The use of gene development data from public database has become a new starting point to explore mitochondrial related gene expression and construct a prognostic prediction model of ovarian cancer.

Methods

Data were obtained from the TCGA and ICGC databases, and the intersection with mitochondrial genes was used to obtain the differentially expressed genes. q-PCR, Cox proportional risk regression, minimal absolute contraction and selection operator regression analysis were performed to construct the prognostic risk model, and ROC curve was used to evaluate the model for centralized verification. The association between risk scores and clinical features, tumor mutation load, immune cell infiltration, macrophage activation analysis, immunotherapy, and chemosensitivity was further evaluated.

Results

A prognostic risk score model for ovarian cancer patients was constructed based on 12 differentially expressed genes. The score was highly correlated with ovarian cancer macrophage infiltration and was a good predictor of the response to immunotherapy. M1 and M2 macrophages in the ovarian tissue in the OV group were significantly activated, providing a reference for the study of the polarity change of tumor-related macrophages for the prognosis and treatment of ovarian cancer.

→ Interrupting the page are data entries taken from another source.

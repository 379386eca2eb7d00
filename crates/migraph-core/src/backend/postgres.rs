//! PostgreSQL backend.
//!
//! sqlx is async; the backend owns a Tokio runtime and drives one connection
//! synchronously with `block_on`. Enable with `--features postgres`.

use sqlx::postgres::{PgArguments, PgRow};
use sqlx::{Column, Connection, PgConnection, Row as _, TypeInfo};
use tokio::runtime::Runtime;

use super::{BackendCapabilities, Row, RunLog, SchemaBackend, TrackingTable, Value};
use crate::error::Error;
use crate::schema::{ColumnFingerprint, SchemaFingerprint};

/// PostgreSQL schema backend.
pub struct PostgresBackend {
    conn: PgConnection,
    rt: Runtime,
    tracking: TrackingTable,
    dry_run: bool,
    in_transaction: bool,
    log: RunLog,
}

fn bind_value<'q>(
    query: sqlx::query::Query<'q, sqlx::Postgres, PgArguments>,
    value: &'q Value,
) -> sqlx::query::Query<'q, sqlx::Postgres, PgArguments> {
    match value {
        Value::Null => query.bind(None::<String>),
        Value::Integer(i) => query.bind(*i),
        Value::Real(f) => query.bind(*f),
        Value::Text(s) => query.bind(s.as_str()),
        Value::Bool(b) => query.bind(*b),
    }
}

async fn fetch(
    conn: &mut PgConnection,
    statement: &str,
    args: &[Value],
) -> Result<Vec<PgRow>, sqlx::Error> {
    if args.is_empty() {
        return sqlx::raw_sql(statement).fetch_all(conn).await;
    }

    args.iter()
        .fold(sqlx::query(statement), bind_value)
        .fetch_all(conn)
        .await
}

fn decode_row(row: &PgRow) -> Result<Row, Error> {
    row.columns()
        .iter()
        .map(|column| -> Result<Value, Error> {
            let i = column.ordinal();
            let value = match column.type_info().name() {
                "INT2" => row.try_get::<Option<i16>, _>(i)?.map(|v| Value::Integer(v.into())),
                "INT4" => row.try_get::<Option<i32>, _>(i)?.map(|v| Value::Integer(v.into())),
                "INT8" => row.try_get::<Option<i64>, _>(i)?.map(Value::Integer),
                "FLOAT4" => row.try_get::<Option<f32>, _>(i)?.map(|v| Value::Real(v.into())),
                "FLOAT8" => row.try_get::<Option<f64>, _>(i)?.map(Value::Real),
                "BOOL" => row.try_get::<Option<bool>, _>(i)?.map(Value::Bool),
                _ => row.try_get::<Option<String>, _>(i)?.map(Value::Text),
            };
            Ok(value.unwrap_or(Value::Null))
        })
        .collect()
}

impl PostgresBackend {
    /// Connect to `database_url`.
    pub fn connect(database_url: &str) -> Result<Self, Error> {
        let rt = Runtime::new()?;
        let conn = rt.block_on(PgConnection::connect(database_url))?;

        Ok(Self {
            conn,
            rt,
            tracking: TrackingTable::default(),
            dry_run: false,
            in_transaction: false,
            log: RunLog::new(),
        })
    }

    /// Connect using the `DATABASE_URL` environment variable.
    pub fn from_env() -> Result<Self, Error> {
        let url = std::env::var("DATABASE_URL")
            .map_err(|_| Error::InvalidData("DATABASE_URL environment variable not set".into()))?;
        Self::connect(&url)
    }

    pub fn with_dry_run(mut self, dry_run: bool) -> Self {
        self.dry_run = dry_run;
        self
    }

    pub fn with_tracking_table(mut self, tracking: TrackingTable) -> Self {
        self.tracking = tracking;
        self
    }

    /// Run a statement without logging, regardless of dry-run.
    fn run(&mut self, statement: &str, args: &[Value]) -> Result<Vec<Row>, Error> {
        let rows = self.rt.block_on(fetch(&mut self.conn, statement, args))?;
        rows.iter().map(decode_row).collect()
    }

    fn tracking_table_exists(&mut self) -> Result<bool, Error> {
        let rows = self.run(
            "SELECT 1 FROM information_schema.tables \
             WHERE table_schema = current_schema() AND table_name = $1",
            &[Value::from(self.tracking.as_str())],
        )?;
        Ok(!rows.is_empty())
    }

    fn current_rows(&mut self, column: &str) -> Result<Vec<(String, Option<String>)>, Error> {
        if !self.tracking_table_exists()? {
            return Ok(Vec::new());
        }

        let statement = format!(
            "SELECT table_name, {column} FROM {} WHERE is_current ORDER BY table_name",
            self.tracking
        );
        let rows = self.run(&statement, &[])?;

        rows.into_iter()
            .map(|row| match row.as_slice() {
                [Value::Text(table), value] => Ok((table.clone(), value.as_str().map(String::from))),
                other => Err(Error::InvalidData(format!(
                    "unexpected tracking row: {other:?}"
                ))),
            })
            .collect()
    }
}

impl SchemaBackend for PostgresBackend {
    fn name(&self) -> &'static str {
        "postgres"
    }

    fn capabilities(&self) -> BackendCapabilities {
        BackendCapabilities {
            transactional: true,
            parameterized_ddl: false,
        }
    }

    fn is_dry_run(&self) -> bool {
        self.dry_run
    }

    fn set_dry_run(&mut self, dry_run: bool) {
        self.dry_run = dry_run;
    }

    fn execute(&mut self, statement: &str, args: &[Value]) -> Result<Vec<Row>, Error> {
        self.log.record(statement, args);

        if self.dry_run {
            return Ok(Vec::new());
        }
        self.run(statement, args)
    }

    fn begin(&mut self) -> Result<(), Error> {
        if self.dry_run {
            self.log.push("START TRANSACTION");
            return Ok(());
        }

        if self.in_transaction {
            return Err(Error::Transaction("transaction already open".into()));
        }
        self.run("BEGIN", &[])?;
        self.in_transaction = true;
        Ok(())
    }

    fn commit(&mut self) -> Result<(), Error> {
        if self.dry_run {
            self.log.push("COMMIT");
            return Ok(());
        }

        // A failed COMMIT still ends the transaction on the server.
        if self.in_transaction {
            self.in_transaction = false;
            self.run("COMMIT", &[])?;
        }
        Ok(())
    }

    fn rollback(&mut self) -> Result<(), Error> {
        if self.dry_run {
            self.log.push("ROLLBACK");
            return Ok(());
        }

        if self.in_transaction {
            self.in_transaction = false;
            self.run("ROLLBACK", &[])?;
        }
        Ok(())
    }

    fn ensure_tracking_table(&mut self) -> Result<(), Error> {
        if self.tracking_table_exists()? {
            return Ok(());
        }

        let ddl = format!(
            "CREATE TABLE {} (\
             table_name VARCHAR(255) NOT NULL, \
             version VARCHAR(255) NOT NULL, \
             is_current BOOLEAN NOT NULL DEFAULT FALSE, \
             schema TEXT)",
            self.tracking
        );

        if self.dry_run {
            self.log.push(ddl);
            return Ok(());
        }

        tracing::info!(table = %self.tracking, "creating tracking table");
        self.run(&ddl, &[])?;
        Ok(())
    }

    fn clear_tracking_table(&mut self) -> Result<(), Error> {
        let statement = format!("DELETE FROM {}", self.tracking);
        self.execute(&statement, &[])?;
        Ok(())
    }

    fn live_fingerprint(&mut self, table: &str) -> Result<SchemaFingerprint, Error> {
        let rows = self.run(
            "SELECT column_name::text, data_type::text, is_nullable::text, column_default::text \
             FROM information_schema.columns \
             WHERE table_schema = current_schema() AND table_name = $1 \
             ORDER BY column_name",
            &[Value::from(table)],
        )?;

        let columns = rows
            .into_iter()
            .map(|row| match row.as_slice() {
                [Value::Text(name), Value::Text(data_type), Value::Text(nullable), default] => {
                    Ok(ColumnFingerprint {
                        name: name.clone(),
                        data_type: data_type.to_uppercase(),
                        nullable: nullable == "YES",
                        default: default.as_str().map(String::from),
                    })
                }
                other => Err(Error::InvalidData(format!(
                    "unexpected column row: {other:?}"
                ))),
            })
            .collect::<Result<Vec<_>, Error>>()?;

        Ok(SchemaFingerprint::new(columns))
    }

    fn recorded_versions(&mut self) -> Result<Vec<(String, String)>, Error> {
        if !self.dry_run {
            self.ensure_tracking_table()?;
        }
        Ok(self
            .current_rows("version")?
            .into_iter()
            .map(|(table, version)| (table, version.unwrap_or_default()))
            .collect())
    }

    fn recorded_fingerprints(&mut self) -> Result<Vec<(String, SchemaFingerprint)>, Error> {
        self.current_rows("schema")?
            .into_iter()
            .map(|(table, schema)| -> Result<_, Error> {
                let fingerprint = SchemaFingerprint::parse(schema.as_deref().unwrap_or(""))?;
                Ok((table, fingerprint))
            })
            .collect()
    }

    fn record_version(&mut self, table: &str, version: &str) -> Result<(), Error> {
        let fingerprint = self.live_fingerprint(table)?;

        let supersede = format!(
            "UPDATE {} SET is_current = FALSE WHERE table_name = $1",
            self.tracking
        );
        let insert = format!(
            "INSERT INTO {} (table_name, version, is_current, schema) VALUES ($1, $2, TRUE, $3)",
            self.tracking
        );

        self.execute(&supersede, &[Value::from(table)])?;
        self.execute(
            &insert,
            &[
                Value::from(table),
                Value::from(version),
                Value::from(fingerprint.canonical()),
            ],
        )?;
        Ok(())
    }

    fn run_log(&self) -> &RunLog {
        &self.log
    }

    fn flush_log(&mut self) -> Vec<String> {
        self.log.flush()
    }
}

#[cfg(test)]
mod tests {
    use super::*;

    fn backend() -> Option<PostgresBackend> {
        std::env::var("DATABASE_URL").ok()?;
        PostgresBackend::from_env().ok()
    }

    #[test]
    fn test_live_fingerprint_and_tracking() {
        let Some(mut db) = backend() else {
            eprintln!("DATABASE_URL not set, skipping");
            return;
        };

        let tracking = TrackingTable::new("migraph_pg_test_tracking").unwrap();
        db = db.with_tracking_table(tracking);
        db.execute("DROP TABLE IF EXISTS migraph_pg_test_tracking", &[])
            .unwrap();
        db.execute("DROP TABLE IF EXISTS migraph_pg_quick", &[])
            .unwrap();
        db.execute(
            "CREATE TABLE migraph_pg_quick (id INTEGER NOT NULL, name VARCHAR)",
            &[],
        )
        .unwrap();

        let fp = db.live_fingerprint("migraph_pg_quick").unwrap();
        assert_eq!(
            fp.canonical(),
            "id|INTEGER|NO|None\nname|CHARACTER VARYING|YES|None"
        );

        db.ensure_tracking_table().unwrap();
        db.record_version("migraph_pg_quick", "bgh_1").unwrap();
        assert_eq!(
            db.recorded_versions().unwrap(),
            vec![("migraph_pg_quick".to_string(), "bgh_1".to_string())]
        );

        db.execute("DROP TABLE migraph_pg_quick", &[]).unwrap();
        db.execute("DROP TABLE migraph_pg_test_tracking", &[]).unwrap();
    }
}
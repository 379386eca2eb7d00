//! CLI configuration.

use std::path::PathBuf;

use clap::{Parser, Subcommand, ValueEnum};

use crate::formatter::OutputFormat;

/// Default SQLite database file.
pub const DEFAULT_DATABASE: &str = "./migraph.db";

/// Default directory scanned for step files.
pub const DEFAULT_MIGRATIONS_DIR: &str = "./migrations";

/// Default models file.
pub const DEFAULT_MODELS_PATH: &str = "./models.toml";

pub use migraph_core::backend::DEFAULT_TRACKING_TABLE;

/// Storage engine to migrate.
#[derive(Debug, Clone, Copy, PartialEq, Eq, ValueEnum)]
pub enum BackendKind {
    /// SQLite database file
    Sqlite,
    /// Embedded sled store directory
    Sled,
    /// PostgreSQL connection URL (requires the `postgres` feature)
    Postgres,
}

impl std::fmt::Display for BackendKind {
    fn fmt(&self, f: &mut std::fmt::Formatter<'_>) -> std::fmt::Result {
        match self {
            BackendKind::Sqlite => write!(f, "sqlite"),
            BackendKind::Sled => write!(f, "sled"),
            BackendKind::Postgres => write!(f, "postgres"),
        }
    }
}

/// Resolved configuration for one invocation.
#[derive(Debug, Clone)]
pub struct MigrateConfig {
    /// Storage engine.
    pub backend: BackendKind,

    /// Database file, store directory or connection URL.
    pub database: String,

    /// Directory holding declarative step files.
    pub migrations_dir: PathBuf,

    /// File declaring the expected table versions.
    pub models_path: PathBuf,

    /// Log statements instead of running them.
    pub dry_run: bool,

    /// Output format.
    pub format: OutputFormat,

    /// Name of the version tracking table.
    pub tracking_table: String,
}

impl MigrateConfig {
    /// Configuration for the given backend and database, other settings at
    /// their defaults.
    pub fn new(backend: BackendKind, database: impl Into<String>) -> Self {
        Self {
            backend,
            database: database.into(),
            migrations_dir: PathBuf::from(DEFAULT_MIGRATIONS_DIR),
            models_path: PathBuf::from(DEFAULT_MODELS_PATH),
            dry_run: false,
            format: OutputFormat::Table,
            tracking_table: DEFAULT_TRACKING_TABLE.to_string(),
        }
    }

    pub fn with_migrations_dir(mut self, dir: impl Into<PathBuf>) -> Self {
        self.migrations_dir = dir.into();
        self
    }

    pub fn with_models_path(mut self, path: impl Into<PathBuf>) -> Self {
        self.models_path = path.into();
        self
    }

    pub fn with_dry_run(mut self, dry_run: bool) -> Self {
        self.dry_run = dry_run;
        self
    }

    pub fn with_format(mut self, format: OutputFormat) -> Self {
        self.format = format;
        self
    }

    pub fn with_tracking_table(mut self, name: impl Into<String>) -> Self {
        self.tracking_table = name.into();
        self
    }
}

impl Default for MigrateConfig {
    fn default() -> Self {
        Self::new(BackendKind::Sqlite, DEFAULT_DATABASE)
    }
}

/// Operation to run.
#[derive(Subcommand, Debug, Clone, Copy, PartialEq, Eq)]
pub enum Command {
    /// Check recorded versions and structure against the models
    Validate,
    /// Run every step needed to reach the declared versions
    Upgrade,
    /// Record the declared versions as current without running steps
    Snapshot,
    /// Show the steps an upgrade would run
    Plan,
}

/// Command-line arguments.
#[derive(Parser, Debug)]
#[command(name = "migraph")]
#[command(version, about = "Versioned table migrations", long_about = None)]
pub struct Args {
    #[command(subcommand)]
    pub command: Command,

    /// Storage engine.
    #[arg(short, long, global = true, default_value = "sqlite", value_enum)]
    pub backend: BackendKind,

    /// Database file, sled directory or PostgreSQL URL.
    #[arg(short, long, global = true, default_value = DEFAULT_DATABASE)]
    pub database: String,

    /// Directory containing step files.
    #[arg(short, long, global = true, default_value = DEFAULT_MIGRATIONS_DIR)]
    pub migrations: PathBuf,

    /// Models file declaring expected table versions (TOML or JSON).
    #[arg(long, global = true, default_value = DEFAULT_MODELS_PATH)]
    pub models: PathBuf,

    /// Log statements without running them.
    #[arg(long, global = true)]
    pub dry_run: bool,

    /// Output format.
    #[arg(long, global = true, default_value = "table", value_enum)]
    pub format: OutputFormat,

    /// Name of the version tracking table.
    #[arg(long, global = true, default_value = DEFAULT_TRACKING_TABLE)]
    pub tracking_table: String,
}

impl Args {
    /// Convert command-line arguments to a configuration.
    pub fn into_config(self) -> MigrateConfig {
        MigrateConfig::new(self.backend, self.database)
            .with_migrations_dir(self.migrations)
            .with_models_path(self.models)
            .with_dry_run(self.dry_run)
            .with_format(self.format)
            .with_tracking_table(self.tracking_table)
    }
}
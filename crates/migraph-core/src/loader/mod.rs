//! Populate an [`UpgradeRegistry`] from disk or from code.

pub mod declarative;
pub mod module;

pub use module::{load_modules, StepModule};

use std::path::{Path, PathBuf};

use crate::migration::{MigrationError, UpgradeRegistry};

/// Extensions picked up by [`load_dir`].
const STEP_FILE_PATTERNS: &[&str] = &["**/*.toml", "**/*.json"];

/// Step files under `dir`, in sorted path order.
pub fn discover(dir: &Path) -> Result<Vec<PathBuf>, MigrationError> {
    if !dir.is_dir() {
        return Err(MigrationError::Load {
            path: dir.to_path_buf(),
            message: "not a directory".into(),
        });
    }

    let mut files = Vec::new();
    for pattern in STEP_FILE_PATTERNS {
        let full = dir.join(pattern);
        let matches = glob::glob(&full.to_string_lossy()).map_err(|e| MigrationError::Load {
            path: dir.to_path_buf(),
            message: e.to_string(),
        })?;
        files.extend(matches.filter_map(Result::ok).filter(|p| p.is_file()));
    }

    files.sort();
    Ok(files)
}

/// Load every declarative step file under `dir`. Returns the number of steps
/// registered.
pub fn load_dir(registry: &mut UpgradeRegistry, dir: &Path) -> Result<usize, MigrationError> {
    let files = discover(dir)?;
    let mut count = 0;

    for path in &files {
        count += declarative::load_file(registry, path)?;
    }

    tracing::info!(dir = %dir.display(), files = files.len(), steps = count, "loaded migrations");
    Ok(count)
}
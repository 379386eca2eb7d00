//! Upgrade steps and the keys that identify them.

use std::fmt;
use std::sync::Arc;

use serde::Serialize;

use super::error::version_text;
use crate::backend::SchemaBackend;
use crate::error::Error;

/// Executable body of an upgrade step.
pub type StepAction = Arc<dyn Fn(&mut dyn SchemaBackend) -> Result<(), Error> + Send + Sync>;

/// A table at a specific version. Graph nodes are keyed by this.
#[derive(Debug, Clone, PartialEq, Eq, PartialOrd, Ord, Hash, Serialize)]
pub struct TableVersionKey {
    pub table: String,
    pub version: String,
}

impl TableVersionKey {
    pub fn new(table: impl Into<String>, version: impl Into<String>) -> Self {
        Self {
            table: table.into(),
            version: version.into(),
        }
    }
}

impl fmt::Display for TableVersionKey {
    fn fmt(&self, f: &mut fmt::Formatter<'_>) -> fmt::Result {
        write!(f, "{}@{}", self.table, self.version)
    }
}

impl<T: Into<String>, V: Into<String>> From<(T, V)> for TableVersionKey {
    fn from((table, version): (T, V)) -> Self {
        Self::new(table, version)
    }
}

/// One registered transition of a table from one version to another.
///
/// A step without an action is a stub: it stands in for history that has
/// already been applied and only exists so dependencies can resolve.
#[derive(Clone)]
pub struct UpgradeStep {
    pub table: String,
    pub from_version: Option<String>,
    pub to_version: String,
    pub action: Option<StepAction>,
    pub dependencies: Vec<TableVersionKey>,
}

impl UpgradeStep {
    /// Create a step with no action and no dependencies.
    pub fn new(
        table: impl Into<String>,
        from_version: Option<&str>,
        to_version: impl Into<String>,
    ) -> Self {
        Self {
            table: table.into(),
            from_version: from_version.map(String::from),
            to_version: to_version.into(),
            action: None,
            dependencies: Vec::new(),
        }
    }

    pub fn with_action<F>(mut self, action: F) -> Self
    where
        F: Fn(&mut dyn SchemaBackend) -> Result<(), Error> + Send + Sync + 'static,
    {
        self.action = Some(Arc::new(action));
        self
    }

    pub fn with_dependency(mut self, key: impl Into<TableVersionKey>) -> Self {
        self.dependencies.push(key.into());
        self
    }

    pub fn with_dependencies(mut self, keys: Vec<TableVersionKey>) -> Self {
        self.dependencies = keys;
        self
    }

    /// Node key of the version this step produces.
    pub fn key(&self) -> TableVersionKey {
        TableVersionKey::new(&self.table, &self.to_version)
    }

    /// Key of the version this step starts from, if the table exists then.
    pub fn predecessor(&self) -> Option<TableVersionKey> {
        self.from_version
            .as_ref()
            .map(|v| TableVersionKey::new(&self.table, v))
    }

    pub fn is_stub(&self) -> bool {
        self.action.is_none()
    }

    /// Copy of this step with the action removed.
    pub fn to_stub(&self) -> Self {
        Self {
            action: None,
            ..self.clone()
        }
    }

    /// Run the action. Stubs do nothing.
    pub fn run(&self, backend: &mut dyn SchemaBackend) -> Result<(), Error> {
        match &self.action {
            Some(action) => action(backend),
            None => Ok(()),
        }
    }
}

impl fmt::Debug for UpgradeStep {
    fn fmt(&self, f: &mut fmt::Formatter<'_>) -> fmt::Result {
        f.debug_struct("UpgradeStep")
            .field("table", &self.table)
            .field("from_version", &self.from_version)
            .field("to_version", &self.to_version)
            .field("stub", &self.is_stub())
            .field("dependencies", &self.dependencies)
            .finish()
    }
}

impl fmt::Display for UpgradeStep {
    fn fmt(&self, f: &mut fmt::Formatter<'_>) -> fmt::Result {
        write!(
            f,
            "{}: {} -> {}",
            self.table,
            version_text(self.from_version.as_deref()),
            self.to_version
        )
    }
}

#[cfg(test)]
mod tests {
    use super::*;
    use crate::backend::SledBackend;

    #[test]
    fn test_key_and_predecessor() {
        let step = UpgradeStep::new("quick", Some("bgh_1"), "bgh_2");
        assert_eq!(step.key(), TableVersionKey::new("quick", "bgh_2"));
        assert_eq!(step.predecessor(), Some(TableVersionKey::new("quick", "bgh_1")));
        assert_eq!(UpgradeStep::new("quick", None, "bgh_1").predecessor(), None);
        assert_eq!(step.to_string(), "quick: bgh_1 -> bgh_2");
    }

    #[test]
    fn test_key_ordering() {
        let mut keys = vec![
            TableVersionKey::new("b", "1"),
            TableVersionKey::new("a", "2"),
            TableVersionKey::new("a", "1"),
        ];
        keys.sort();
        let rendered: Vec<_> = keys.iter().map(ToString::to_string).collect();
        assert_eq!(rendered, vec!["a@1", "a@2", "b@1"]);
    }

    #[test]
    fn test_stub_does_not_run() {
        let mut backend = SledBackend::temporary().unwrap();
        let step = UpgradeStep::new("t", None, "1").with_action(|backend| {
            backend.execute(r#"{"op": "create_table", "table": "t", "columns": []}"#, &[])?;
            Ok(())
        });
        assert!(!step.is_stub());

        let stub = step.to_stub();
        assert!(stub.is_stub());
        stub.run(&mut backend).unwrap();
        assert!(backend.run_log().is_empty());

        step.run(&mut backend).unwrap();
        assert_eq!(backend.run_log().len(), 1);
    }
}
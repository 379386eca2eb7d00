//! Code-defined step modules.

use crate::migration::{MigrationError, UpgradeRegistry};

/// A group of upgrade steps defined in Rust.
///
/// ```
/// use migraph_core::loader::{load_modules, StepModule};
/// use migraph_core::migration::{MigrationError, UpgradeRegistry};
///
/// struct Quick;
///
/// impl StepModule for Quick {
///     fn name(&self) -> &str {
///         "quick"
///     }
///
///     fn register(&self, registry: &mut UpgradeRegistry) -> Result<(), MigrationError> {
///         registry.register_fn("quick", None, "bgh_1", vec![], |db| {
///             db.execute("CREATE TABLE quick (id INTEGER)", &[])?;
///             Ok(())
///         })
///     }
/// }
///
/// let mut registry = UpgradeRegistry::new();
/// load_modules(&mut registry, &[&Quick]).unwrap();
/// assert_eq!(registry.len(), 1);
/// ```
pub trait StepModule {
    fn name(&self) -> &str;

    fn register(&self, registry: &mut UpgradeRegistry) -> Result<(), MigrationError>;
}

/// Register every module, in order. Stops at the first failure.
pub fn load_modules(
    registry: &mut UpgradeRegistry,
    modules: &[&dyn StepModule],
) -> Result<usize, MigrationError> {
    let before = registry.len();

    for module in modules {
        let start = registry.len();
        module.register(registry)?;
        tracing::debug!(
            module = module.name(),
            steps = registry.len() - start,
            "loaded step module"
        );
    }

    Ok(registry.len() - before)
}
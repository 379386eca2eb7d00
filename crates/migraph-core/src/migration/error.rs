//! Migration-specific error types.

use std::collections::{BTreeMap, BTreeSet};
use std::path::PathBuf;

use thiserror::Error;

use super::step::TableVersionKey;
use super::validator::{SchemaMismatch, VersionMismatch};

/// Render an optional version for messages.
pub(crate) fn version_text(version: Option<&str>) -> &str {
    version.unwrap_or("<none>")
}

fn describe_versions(mismatches: &[VersionMismatch]) -> String {
    mismatches
        .iter()
        .map(ToString::to_string)
        .collect::<Vec<_>>()
        .join("; ")
}

fn describe_drift(mismatches: &[SchemaMismatch]) -> String {
    mismatches
        .iter()
        .map(|m| format!("{}: {}", m.table, m.diff.lines().join(", ")))
        .collect::<Vec<_>>()
        .join("; ")
}

fn describe_edges(unresolved: &BTreeMap<TableVersionKey, BTreeSet<TableVersionKey>>) -> String {
    unresolved
        .iter()
        .map(|(node, deps)| {
            let deps: Vec<String> = deps.iter().map(ToString::to_string).collect();
            format!("{} -> [{}]", node, deps.join(", "))
        })
        .collect::<Vec<_>>()
        .join("; ")
}

/// Migration-specific errors.
#[derive(Debug, Error)]
pub enum MigrationError {
    /// A step with the same table and versions is already registered.
    #[error("duplicate upgrade step for {table}: {} -> {to}", version_text(.from.as_deref()))]
    DuplicateStep {
        table: String,
        from: Option<String>,
        to: String,
    },

    /// No chain of registered steps connects the two versions.
    #[error("no upgrade path for {table} from {} to {to}", version_text(.from.as_deref()))]
    NoUpgradePath {
        table: String,
        from: Option<String>,
        to: String,
    },

    /// A path for one table would visit the same version twice.
    #[error("cyclic upgrade path for {table}: version {} visited twice", version_text(.version.as_deref()))]
    CyclicPath {
        table: String,
        version: Option<String>,
    },

    /// A step depends on a table version no path produces.
    #[error("{dependent} depends on {missing}, which is not part of the upgrade graph")]
    UnmetDependency {
        dependent: TableVersionKey,
        missing: TableVersionKey,
    },

    /// The dependency graph cannot be ordered.
    #[error("cyclic dependency between upgrade steps: {}", describe_edges(.unresolved))]
    CyclicDependency {
        /// Remaining nodes and the dependencies they still wait on.
        unresolved: BTreeMap<TableVersionKey, BTreeSet<TableVersionKey>>,
    },

    /// Declared and recorded versions disagree. Run an upgrade.
    #[error("version mismatch: {}", describe_versions(.mismatches))]
    VersionMismatch { mismatches: Vec<VersionMismatch> },

    /// Recorded and live structure disagree. Needs manual attention.
    #[error("schema drift: {}", describe_drift(.mismatches))]
    SchemaDrift { mismatches: Vec<SchemaMismatch> },

    /// An upgrade step action failed.
    #[error("upgrade step {key} failed: {source}")]
    StepFailed {
        key: TableVersionKey,
        #[source]
        source: crate::error::Error,
    },

    /// A definition or model file could not be loaded.
    #[error("failed to load {}: {message}", .path.display())]
    Load { path: PathBuf, message: String },

    /// Backend error.
    #[error("backend error: {0}")]
    Backend(#[from] crate::error::Error),
}

impl MigrationError {
    /// Whether running `upgrade` can resolve this error.
    pub fn is_recoverable(&self) -> bool {
        matches!(self, MigrationError::VersionMismatch { .. })
    }
}

#[cfg(test)]
mod tests {
    use super::*;

    #[test]
    fn test_error_display() {
        let err = MigrationError::NoUpgradePath {
            table: "quick".into(),
            from: None,
            to: "bgh_9".into(),
        };
        assert_eq!(
            err.to_string(),
            "no upgrade path for quick from <none> to bgh_9"
        );

        let err = MigrationError::UnmetDependency {
            dependent: TableVersionKey::new("b", "1"),
            missing: TableVersionKey::new("a", "1"),
        };
        assert_eq!(
            err.to_string(),
            "b@1 depends on a@1, which is not part of the upgrade graph"
        );
    }

    #[test]
    fn test_cyclic_dependency_lists_edges() {
        let mut unresolved = BTreeMap::new();
        unresolved.insert(
            TableVersionKey::new("a", "1"),
            BTreeSet::from([TableVersionKey::new("b", "1")]),
        );
        unresolved.insert(
            TableVersionKey::new("b", "1"),
            BTreeSet::from([TableVersionKey::new("a", "1")]),
        );

        let err = MigrationError::CyclicDependency { unresolved };
        assert_eq!(
            err.to_string(),
            "cyclic dependency between upgrade steps: a@1 -> [b@1]; b@1 -> [a@1]"
        );
    }

    #[test]
    fn test_recoverable() {
        assert!(MigrationError::VersionMismatch { mismatches: vec![] }.is_recoverable());
        assert!(!MigrationError::SchemaDrift { mismatches: vec![] }.is_recoverable());
    }
}
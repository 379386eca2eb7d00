//! CLI error types.

use thiserror::Error;

/// CLI errors.
#[derive(Debug, Error)]
pub enum Error {
    /// Migration failed.
    #[error(transparent)]
    Migration(#[from] migraph_core::MigrationError),

    /// Backend error while opening the store.
    #[error("backend error: {0}")]
    Backend(#[from] migraph_core::Error),

    /// Configuration error.
    #[error("configuration error: {0}")]
    Config(String),

    /// Validation reported problems; details were already printed.
    #[error("{0}")]
    Invalid(String),
}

In terms of drug sensitivity, the high-risk group was more sensitive to vinblastine, Acetalax, VX-11e, and PD-0325901, while the low-risk group was more sensitive to Sabutoclax, SB-505124, cisplatin, and erlotinib.

Conclusion

The prognostic risk model of ovarian cancer associated to mitochondrial genes built on the basis of public database better evaluated the prognosis of ovarian cancer patients and guided individual treatment.